I cross-posted this from another thread to prevent further derail.
Quote:
Originally Posted by aoFrantic
Shorter games are definitely higher variance. Why would you think it's the opposite?
Common sense and math. There is an absolute limit to how much variance a game can have, and this correlates positively with the stack sizes. Smaller and smaller stacks definitely don't lead to higher and higher variance. For a silly example, a .2BB stack game obviously has lower variance than a 200BB stack game. How can a shorter game be lower variance when there is literally a limit to the amount of "variance" you can experience in an individual hand? In a 200BB game compared to a 100BB game, you are still winning/losing 100BB hands about as often as you are winning/losing them in a 100BB game, you are just not all-in and have the potential to win/lose even more, which leads to higher variance. There are a lot of times where the stack size limits your win or loss in a game, which directly limits your variance.

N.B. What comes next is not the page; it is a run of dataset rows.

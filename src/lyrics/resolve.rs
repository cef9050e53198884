//! Track identity to lyrics: cache first, then the remote search.
//!
//! ```text
//! resolve(identity)
//!   ├─ cache hit, instrumental ─────────▶ Instrumental
//!   ├─ cache hit, synced ───────────────▶ parse ─▶ SyncedReady
//!   ├─ cache hit, stale ─▶ remove ─┐
//!   └─ miss ───────────────────────┴─▶ search ─▶ select
//!                                        ├─ instrumental ─▶ put ─▶ Instrumental
//!                                        ├─ synced ───────▶ put ─▶ parse ─▶ SyncedReady
//!                                        ├─ plain only ───────────────────▶ PlainOnly
//!                                        └─ failure ──────────────────────▶ NotFound / Timeout / ...
//! ```
//!
//! Only instrumental and synced results are cached. Plain-only results are
//! not, so a later fetch can still pick up synced lyrics.

use crate::config::EngineConfig;
use crate::lyrics::cache::{CacheStore, cache_key};
use crate::lyrics::parse::SyncedLyrics;
use crate::lyrics::providers::{LyricsSearch, select_candidate};
use crate::lyrics::types::{CacheRecord, FetchOutcome, TrackIdentity};

/// What a resolve call hands to the presentation layer.
#[derive(Debug, Clone, PartialEq)]
pub enum LyricsPayload {
    Synced(SyncedLyrics),
    Plain(String),
}

#[derive(Debug)]
pub struct LyricsResolver<S> {
    cache: CacheStore,
    search: S,
    tolerance: f64,
}

impl<S: LyricsSearch> LyricsResolver<S> {
    pub fn new(config: &EngineConfig, search: S) -> Self {
        Self {
            cache: CacheStore::new(&config.cache_root),
            search,
            tolerance: config.duration_tolerance,
        }
    }

    /// Resolve lyrics for a track. Never fails; failures are outcome codes.
    pub async fn resolve(&self, identity: &TrackIdentity) -> (Option<LyricsPayload>, FetchOutcome) {
        let hash = cache_key(identity);

        if let Some(record) = self.cache.get(&hash).await {
            if record.instrumental {
                tracing::debug!(%hash, "Cache hit (instrumental)");
                return (None, FetchOutcome::Instrumental);
            }
            if let Some(synced) = record.synced_text() {
                tracing::debug!(%hash, "Cache hit");
                return (Some(synced_payload(synced, identity)), FetchOutcome::SyncedReady);
            }
            tracing::info!(%hash, "Stale cache entry, refetching");
            self.cache.remove(&hash).await;
        }

        self.fetch(identity, &hash).await
    }

    async fn fetch(&self, identity: &TrackIdentity, hash: &str) -> (Option<LyricsPayload>, FetchOutcome) {
        let candidates = match self.search.search(&identity.search_query()).await {
            Ok(c) => c,
            Err(e) => {
                tracing::warn!(error = %e, title = %identity.title, "Lyrics search failed");
                return (None, e.outcome());
            }
        };

        let Some(picked) = select_candidate(&candidates, identity.duration, self.tolerance) else {
            tracing::debug!(
                results = candidates.len(),
                duration = identity.duration,
                "No candidate within duration tolerance"
            );
            return (None, FetchOutcome::NotFound);
        };

        if picked.instrumental {
            self.store(hash, &CacheRecord::instrumental(identity)).await;
            return (None, FetchOutcome::Instrumental);
        }
        if let Some(synced) = picked.synced_text() {
            let record = CacheRecord::synced(identity, synced, picked.plain_text());
            self.store(hash, &record).await;
            return (Some(synced_payload(synced, identity)), FetchOutcome::SyncedReady);
        }
        if let Some(plain) = picked.plain_text() {
            return (Some(LyricsPayload::Plain(plain.to_string())), FetchOutcome::PlainOnly);
        }
        (None, FetchOutcome::NotFound)
    }

    // A failed write costs a refetch next time, nothing more.
    async fn store(&self, hash: &str, record: &CacheRecord) {
        if let Err(e) = self.cache.put(hash, record).await {
            tracing::warn!(%hash, error = %e, "Failed to cache lyrics");
        }
    }
}

fn synced_payload(raw: &str, identity: &TrackIdentity) -> LyricsPayload {
    LyricsPayload::Synced(SyncedLyrics::parse(raw).with_track(&identity.title, &identity.artist))
}

#[cfg(test)]
pub(crate) mod tests {
    use super::*;
    use crate::lyrics::types::{Candidate, FetchError};
    use std::sync::Mutex;
    use std::sync::atomic::{AtomicUsize, Ordering};
    use tempfile::TempDir;

    /// Search stub returning canned responses and counting calls.
    pub(crate) struct StubSearch {
        pub calls: AtomicUsize,
        pub queries: Mutex<Vec<String>>,
        respond: fn() -> Result<Vec<Candidate>, FetchError>,
    }

    impl StubSearch {
        pub(crate) fn new(respond: fn() -> Result<Vec<Candidate>, FetchError>) -> Self {
            Self {
                calls: AtomicUsize::new(0),
                queries: Mutex::new(Vec::new()),
                respond,
            }
        }

        pub(crate) fn calls(&self) -> usize {
            self.calls.load(Ordering::SeqCst)
        }
    }

    impl LyricsSearch for StubSearch {
        async fn search(&self, query: &str) -> Result<Vec<Candidate>, FetchError> {
            self.calls.fetch_add(1, Ordering::SeqCst);
            self.queries.lock().unwrap().push(query.to_string());
            (self.respond)()
        }
    }

    impl LyricsSearch for &StubSearch {
        async fn search(&self, query: &str) -> Result<Vec<Candidate>, FetchError> {
            (**self).search(query).await
        }
    }

    pub(crate) fn synced_song() -> Result<Vec<Candidate>, FetchError> {
        Ok(vec![Candidate {
            duration: 201.0,
            synced_lyrics: Some("[00:01.00] Hello\n[00:05.00] World".into()),
            plain_lyrics: Some("Hello\nWorld".into()),
            instrumental: false,
        }])
    }

    pub(crate) fn plain_only() -> Result<Vec<Candidate>, FetchError> {
        Ok(vec![Candidate {
            duration: 200.0,
            synced_lyrics: None,
            plain_lyrics: Some("line one".into()),
            instrumental: false,
        }])
    }

    fn instrumental() -> Result<Vec<Candidate>, FetchError> {
        Ok(vec![Candidate {
            duration: 199.0,
            synced_lyrics: Some("[00:01.00] ignored".into()),
            plain_lyrics: None,
            instrumental: true,
        }])
    }

    fn wrong_durations() -> Result<Vec<Candidate>, FetchError> {
        Ok(vec![
            Candidate { duration: 100.0, ..Default::default() },
            Candidate { duration: 300.0, ..Default::default() },
        ])
    }

    fn empty() -> Result<Vec<Candidate>, FetchError> {
        Ok(Vec::new())
    }

    pub(crate) fn timeout() -> Result<Vec<Candidate>, FetchError> {
        Err(FetchError::Timeout)
    }

    fn server_error() -> Result<Vec<Candidate>, FetchError> {
        Err(FetchError::Server(reqwest::StatusCode::SERVICE_UNAVAILABLE))
    }

    pub(crate) fn config(tmp: &TempDir) -> EngineConfig {
        EngineConfig {
            cache_root: tmp.path().to_path_buf(),
            duration_tolerance: 2.0,
            ..EngineConfig::default()
        }
    }

    fn song() -> TrackIdentity {
        TrackIdentity::new("Song A", "Artist B", 200.0)
    }

    #[tokio::test]
    async fn end_to_end_synced_lyrics() {
        let tmp = TempDir::new().unwrap();
        let stub = StubSearch::new(synced_song);
        let resolver = LyricsResolver::new(&config(&tmp), &stub);

        let (payload, outcome) = resolver.resolve(&song()).await;
        assert_eq!(outcome, FetchOutcome::SyncedReady);
        let Some(LyricsPayload::Synced(lyrics)) = payload else {
            panic!("expected synced lyrics");
        };
        assert_eq!(lyrics.current_cue(0.5), Some((0, -0.5)));
        assert_eq!(lyrics.current_cue(3.0), Some((0, 2.0)));
        assert_eq!(lyrics.current_cue(6.0), Some((1, 1.0)));
        assert_eq!(lyrics.track_title, "Song A");
        assert_eq!(stub.queries.lock().unwrap().as_slice(), ["Song A Artist B"]);
    }

    #[tokio::test]
    async fn second_resolve_is_served_from_cache() {
        let tmp = TempDir::new().unwrap();
        let stub = StubSearch::new(synced_song);
        let resolver = LyricsResolver::new(&config(&tmp), &stub);

        let first = resolver.resolve(&song()).await;
        let second = resolver.resolve(&song()).await;
        assert_eq!(stub.calls(), 1);
        assert_eq!(first, second);
    }

    #[tokio::test]
    async fn stale_entry_is_removed_and_refetched_once() {
        let tmp = TempDir::new().unwrap();
        let cfg = config(&tmp);
        let hash = cache_key(&song());
        let mut stale = CacheRecord::synced(&song(), "x", None);
        stale.synced_lyrics = None;
        CacheStore::new(&cfg.cache_root).put(&hash, &stale).await.unwrap();

        let stub = StubSearch::new(synced_song);
        let resolver = LyricsResolver::new(&cfg, &stub);
        let (_, outcome) = resolver.resolve(&song()).await;
        assert_eq!(outcome, FetchOutcome::SyncedReady);
        assert_eq!(stub.calls(), 1);

        let healed = CacheStore::new(&cfg.cache_root).get(&hash).await.unwrap();
        assert!(healed.synced_text().is_some());
    }

    #[tokio::test]
    async fn stale_entry_is_dropped_even_if_refetch_fails() {
        let tmp = TempDir::new().unwrap();
        let cfg = config(&tmp);
        let hash = cache_key(&song());
        let mut stale = CacheRecord::synced(&song(), "x", Some("p"));
        stale.synced_lyrics = Some(String::new());
        CacheStore::new(&cfg.cache_root).put(&hash, &stale).await.unwrap();

        let stub = StubSearch::new(timeout);
        let resolver = LyricsResolver::new(&cfg, &stub);
        assert_eq!(resolver.resolve(&song()).await, (None, FetchOutcome::Timeout));
        assert_eq!(CacheStore::new(&cfg.cache_root).get(&hash).await, None);
    }

    #[tokio::test]
    async fn plain_only_is_returned_but_not_cached() {
        let tmp = TempDir::new().unwrap();
        let stub = StubSearch::new(plain_only);
        let resolver = LyricsResolver::new(&config(&tmp), &stub);

        let expected = (
            Some(LyricsPayload::Plain("line one".into())),
            FetchOutcome::PlainOnly,
        );
        assert_eq!(resolver.resolve(&song()).await, expected);
        assert_eq!(resolver.resolve(&song()).await, expected);
        assert_eq!(stub.calls(), 2);
    }

    #[tokio::test]
    async fn instrumental_is_cached_and_wins_over_lyrics() {
        let tmp = TempDir::new().unwrap();
        let stub = StubSearch::new(instrumental);
        let resolver = LyricsResolver::new(&config(&tmp), &stub);

        assert_eq!(resolver.resolve(&song()).await, (None, FetchOutcome::Instrumental));
        assert_eq!(resolver.resolve(&song()).await, (None, FetchOutcome::Instrumental));
        assert_eq!(stub.calls(), 1);
    }

    #[tokio::test]
    async fn failures_propagate_and_are_not_cached() {
        let cases: [(fn() -> Result<Vec<Candidate>, FetchError>, FetchOutcome); 4] = [
            (wrong_durations, FetchOutcome::NotFound),
            (empty, FetchOutcome::NotFound),
            (timeout, FetchOutcome::Timeout),
            (server_error, FetchOutcome::ServerError),
        ];
        for (respond, want) in cases {
            let tmp = TempDir::new().unwrap();
            let stub = StubSearch::new(respond);
            let resolver = LyricsResolver::new(&config(&tmp), &stub);

            assert_eq!(resolver.resolve(&song()).await, (None, want));
            assert_eq!(resolver.resolve(&song()).await, (None, want));
            assert_eq!(stub.calls(), 2);
            assert!(!tmp.path().join("lyrics").exists());
        }
    }

    #[tokio::test]
    async fn malformed_cache_file_falls_back_to_fetch() {
        let tmp = TempDir::new().unwrap();
        let cfg = config(&tmp);
        let dir = tmp.path().join("lyrics");
        std::fs::create_dir_all(&dir).unwrap();
        std::fs::write(dir.join(format!("{}.json", cache_key(&song()))), "garbage").unwrap();

        let stub = StubSearch::new(synced_song);
        let resolver = LyricsResolver::new(&cfg, &stub);
        assert_eq!(resolver.resolve(&song()).await.1, FetchOutcome::SyncedReady);
        assert_eq!(stub.calls(), 1);
    }
}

There are times where someone might just take a 50BB loss in a 200BB max game where they might commit a stack instead in a 100BB max game, but I don't think this is enough to counteract other effects.
Quote:
Originally Posted by aoFrantic
Genuinely, look at the online db of anyone who has a sufficient sample size of shallow games (ftp ran 20-40bb tables for a while that were super soft and not a total rake trap), normal 100bb games and 100-250bb games.
This shouldn't even be a tough question, your variance is so, so much higher in smaller games.
I'd love to look at such a database, but I don't know where they exist. My own online database isn't very big and has hardly any short-stacked hands.
Also, we're talking about short vs. deep games, not big vs. small games. I definitely agree that variance is higher in smaller games in terms of BBs.
Mathematically and logically it makes no sense to me that shorter games would have higher variance.